Sauf que les 3 responsables des organisations syndicales – MEDEF (Mouvement des Entreprises DE France), CPME (Confédération des Petites et Moyennes Entreprises) et U2P (Union des entreprises de Proximité) – semblaient tomber des nues à l’annonce de ce scoop par les Echos, et se sont fendues le 31 juillet d’un courrier commun au Premier Ministre pour exprimer leur totale désapprobation.

Ce que le gouvernement appelle « concertation », et il l’a largement montré depuis le début de son action, c’est décider unilatéralement d’une réforme, en laisser fuiter le contenu, puis l’imposer quitte à lâcher quelques miettes à la marge en alibi à la concertation !

Encore l’illustration d’une politique incohérente oscillant de gauche à droite au gré des exigences financières du moment.
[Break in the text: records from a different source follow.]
use crate::classifier::Classifier;
use crate::config::AppConfig;
use crate::evaluator::{Evaluation, Evaluator};
use crate::retrieval::VectorIndexRetriever;
use crate::scanner::{Scan, ScanItem};
use crate::vulns::VulnerabilityChecker;
use anyhow::Context;
use providers::ollama::{OllamaConfig, OllamaProvider};
use providers::openai::{OpenAiConfig, OpenAiProvider};
use providers::osv::{OsvClient, OsvConfig};
use providers::qdrant::{QdrantClient, QdrantConfig};
use providers::{GenerateOptions, ProviderRegistry};
use std::path::Path;
use std::sync::Arc;
use tracing::info;

const OPENAI_DEFAULT_BASE: &str = "https://api.openai.com";

pub fn build_registry(config: &AppConfig) -> ProviderRegistry {
    let chat = OllamaProvider::new(OllamaConfig {
        base_url: config.llm.base_url.clone(),
        embedding_model: config.embeddings.model.clone(),
        chat_model: config.llm.model.clone(),
    });
    let embed = OllamaProvider::new(OllamaConfig {
        base_url: config.embeddings.base_url.clone(),
        embedding_model: config.embeddings.model.clone(),
        chat_model: config.llm.model.clone(),
    });
    let mut reg = ProviderRegistry::new()
        .with_llm("ollama", Arc::new(chat))
        .with_embedding("ollama", Arc::new(embed));

    if let Some(key) = std::env::var_os("OPENAI_API_KEY") {
        let base = std::env::var("OPENAI_BASE_URL")
            .ok()
            .or_else(|| (config.llm.provider == "openai").then(|| config.llm.base_url.clone()))
            .unwrap_or_else(|| OPENAI_DEFAULT_BASE.to_string());
        let provider = OpenAiProvider::new(OpenAiConfig {
            api_key: key.to_string_lossy().into_owned(),
            base_url: base,
            embedding_model: config.embeddings.model.clone(),
            chat_model: config.llm.model.clone(),
        });
        reg = reg
            .with_embedding("openai", Arc::new(provider.clone()))
            .with_llm("openai", Arc::new(provider));
    }

    reg.set_preferred_embedding(&config.embeddings.provider)
        .set_preferred_llm(&config.llm.provider)
}

pub fn build_retriever(
    config: &AppConfig,
    registry: &ProviderRegistry,
) -> anyhow::Result<VectorIndexRetriever> {
    let embedder = registry
        .embedding(None)
        .context("embedding provider")?;
    let index = QdrantClient::new(QdrantConfig {
        url: config.vectors.url.clone(),
        collection: config.vectors.collection.clone(),
        api_key: std::env::var("QDRANT_API_KEY").ok(),
    });
    Ok(VectorIndexRetriever::new(embedder, index))
}

/// One classifier per run; its retrieval and model handles are shared by every file.
pub fn build_classifier(config: &AppConfig) -> anyhow::Result<Classifier> {
    let registry = build_registry(config);
    let retriever = build_retriever(config, &registry)?;
    let llm = registry.llm(None).context("llm provider")?;
    info!(
        llm = %config.llm.provider,
        model = %config.llm.model,
        collection = %config.vectors.collection,
        k = config.classification.k,
        fallback = ?config.classification.fallback,
        "classifier ready"
    );
    Ok(Classifier::new(
        Arc::new(retriever),
        llm,
        config.classification.fallback,
        config.classification.k,
    )
    .with_options(GenerateOptions {
        temperature: config.llm.temperature,
    }))
}

pub fn build_vuln_checker(config: &AppConfig) -> anyhow::Result<VulnerabilityChecker> {
    let registry = build_registry(config);
    let llm = registry.llm(None).context("llm provider")?;
    let osv = OsvClient::new(OsvConfig {
        base_url: config.vulns.osv_url.clone(),
    });
    Ok(VulnerabilityChecker::new(Arc::new(osv), llm).with_options(GenerateOptions {
        temperature: config.llm.temperature,
    }))
}

/// Scans `root` and scores every prediction against its path-derived label.
/// `on_item` sees each result as it resolves.
pub async fn evaluate_tree(
    classifier: &Classifier,
    root: &Path,
    excludes: &[String],
    evaluator: Evaluator,
    mut on_item: impl FnMut(&ScanItem),
) -> anyhow::Result<Evaluation> {
    let mut evaluator = evaluator;
    let mut scan = Scan::new(classifier, root, excludes)?;
    while let Some(item) = scan.next().await {
        let item = item?;
        on_item(&item);
        evaluator.record(&item.path, item.category())?;
    }
    let evaluation = evaluator.finish();
    info!(
        total = evaluation.total,
        correct = evaluation.correct,
        "evaluation complete"
    );
    Ok(evaluation)
}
C’est à l’image du Président de la République dont le parcours est un grand écart entre la banque Rothschild en 2008 (dont il devient associé-gérant en 2010), à un gouvernement de gauche (celui de François HOLLANDE) : secrétaire général adjoint au cabinet du Président de la République François HOLLANDE (en tandem avec Nicolas REVEL devenu lui en 2014 directeur général de la Caisse Nationale d’Assurance Maladie des Travailleurs Salariés – CNAMTS – ), puis Ministre de l’économie de l’industrie et du numérique en 2014 dans ce gouvernement de gauche, avant de conquérir la présidence de la république sur un programme censé n’être ni de droite ni de gauche mais qui dans les faits s’affichera nettement à droite au point d’être taxé de « président des riches ».

Cette mesure (IJ courtes à charge des entreprises) envisagée pour la Loi de Financement de la Sécurité Sociale (LFSS) 2019 n’est-elle donc pas là pour essayer de recentrer son image ? Mais où est la cohérence quand depuis des mois ce gouvernement nous rabâche que sa politique consiste à soutenir les entreprises pour améliorer leur compétitivité et ainsi (le pense-t-il) l’emploi ! Avec cette seule mesure sur les IJ ce sont 1 à 4 milliards d’euros qui seraient ponctionnés sur la compétitivité des entreprises, cherchez la nouvelle erreur alors que l’hypothèse initiale paraît déjà des plus aléatoires : une entreprise créée des emplois quand son carnet de commande explose, c’est-à-dire quand il y a une hausse de la consommation ; et ce n’est pas le cas tellement ce gouvernement a augmenté les charges fiscales s’attaquant même aux retraités ! Avec 0,4% de hausse de la consommation au premier semestre 2018 nous sommes sur une moyenne annuelle de 0,8% bien loin des 1,8% prévus, chiffre sur lequel a été calculé le budget 2018. Comment sera financé ce déficit supplémentaire ? Impôts, nouvel emprunt, accélération de la vente des « bijoux de familles » (patrimoine immobilier de la république)… ?
Sachant que la dette de la France a atteint 1 année de PIB la seule solution serait la baisse drastique du train de vie de l’État afin de mettre fin aux budgets d’emblée déficitaires, à l’inflation des emprunts pour payer les fonctionnaires et à la course aux mesures tant injustes que contre productives… fuite en avant suicidaire qui ne peut mener qu’à une situation analogue à celle de la Grèce.

Revenons à cette mesure envisagée sur les IJ, incohérente pour la trésorerie des entreprises mais également au niveau de sa justification : n’ai-je pas entendu la Ministre la justifier par le fait qu’il lui paraissait « normal » que les entreprises paient ces arrêts motivés selon elle uniquement par des pathologies liées au travail ! Mais alors Madame la Ministre, il s’agit d’IJ relevant du régime Accidents du Travail/Maladies Professionnelles (AT/MP) et non du régime maladie ! Il faudrait alors peut être commencer par accorder la qualification AT/MP aux situations de harcèlement au travail et d’épuisement professionnel, qualification refusée la plupart du temps par les CPAM ! En revanche, ces situations engendrent plus des arrêts longs que des arrêts inférieurs à 7 jours.

Les IJ sont la «  patate chaude » que les ministères se refilent ! Il est indéniable que leur nombre explose, mais pour en connaître la raison peut être aurait-il fallu interroger les acteurs de terrain : les médecins et notamment les généralistes, mais aussi les urgentistes, les psychiatres, les médecins du travail… ainsi que les syndicats de travailleurs ?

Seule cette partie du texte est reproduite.